A wooden interior was chosen to contrast with the "more austere" concrete exterior that blends in with its urban location

"The duality between a comforting interior space [is] intended to provide a second home in which children will feel well cared for," said the studio.

"Despite the fragmented plan, it seemed appropriate to create a sense of unity throughout the interiors, not only in physical but also visual terms," continued the studio.

"Against the dividing walls with no natural light, a large articulating furniture element spans all three programs, creating a solution for the myriad needs of each space in one single gesture."



At ground level, a shared space in the new block links the three buildings. Above this on the middle levels there is a youth activities centre, with office space on the upper levels and a roof garden on top.

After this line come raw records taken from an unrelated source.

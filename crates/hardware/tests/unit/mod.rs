//! # Unit Components
//!
//! One module per library module: cache parameters and policies, units and errors,
//! configuration, the CPU descriptor, the SoC (netlist and builder), and simulation.



/// JSON configuration, defaults, and validation.
pub mod config;

/// CPU model, L1 ports, interrupt controller, and threads.
pub mod core;

/// Workload catalog, binding, and the simulation driver.
pub mod sim;

/// Port netlist and hierarchy assembly.
pub mod soc;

These three programmatic elements, which B720 Fermín Vázquez Arquitectos describe as being stacked "like three large boxes", are united by a continuous piece of wooden super-furniture. This wooden structure divides up spaces but also provides storage, counters and visual connections between spaces.


The wooden element appears and disappears throughout the building, becoming the glazed window into a meeting room, a translucent plastic screen between places or  a magnetic whiteboard unit in the workshop spaces.

Openings have been oriented to keep spaces as bright as possible despite the tight urban plot, as well as to give views out to the surrounding neighbourhood and onto two landscaped outdoor spaces.